CVE-2020-7601

Vulnerability

Overview

The gulp-scss-lint package through version 1.0.0 is vulnerable to command injection. The flaw resides in the src/command.js file, where user-controlled options are passed unsafely to the exec function without proper sanitization or validation. This allows an attacker to inject arbitrary shell commands through specially crafted input provided to the plugin's options.

Exploitation

To exploit this vulnerability, an attacker can supply a malicious src option as demonstrated in a proof-of-concept from the JHU System Security Lab [1][2]. When the package processes this option, it passes the injected string directly to exec, enabling execution of arbitrary system commands.
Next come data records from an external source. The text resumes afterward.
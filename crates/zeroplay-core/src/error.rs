use thiserror::Error;

/// 自己対局レイヤーのエラー
#[derive(Error, Debug)]
pub enum SelfPlayError {
    #[error("invalid position: {0}")]
    InvalidFen(String),

    #[error("invalid move notation: {0}")]
    InvalidMove(String),

    #[error("illegal move {mv} in position {fen}")]
    IllegalMove { mv: String, fen: String },

    #[error("option {name} out of range: {value} (allowed {min}..={max})")]
    OptionOutOfRange {
        name: &'static str,
        value: String,
        min: String,
        max: String,
    },

    #[error("failed to parse option {name}: {value}")]
    InvalidOptionValue { name: String, value: String },

    /// 投了判定は両プレイヤーで同じ方式を前提とする
    #[error("both players must use the same resign style")]
    MixedResignStyle,

    #[error("config parse error: {0}")]
    Config(#[from] toml::de::Error),

    #[error("I/O error: {0}")]
    Io(#[from] std::io::Error),

    #[error("network computation failed: {0:#}")]
    Network(#[source] anyhow::Error),

    #[error("search engine failed: {0:#}")]
    Engine(#[source] anyhow::Error),

    #[error("training data writer failed: {0:#}")]
    Writer(#[source] anyhow::Error),
}

pub type Result<T> = std::result::Result<T, SelfPlayError>;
No authentication or special privileges are required; the attacker only needs to control the options passed to gulp-scss-lint.

Impact

Successful exploitation allows an attacker to execute arbitrary commands on the system running the vulnerable gulp-scss-lint version. This can lead to severe consequences, including data exfiltration, malware installation, or full system compromise, depending on the privileges of the process executing the package.

Mitigation

A fix has been pushed to the master branch of the repository but was not yet published in a release as of disclosure [2]. Users are advised to avoid using the vulnerable version (1.0.0 or earlier) and monitor the package for an official patched release. No workaround is available other than not passing untrusted input to the options.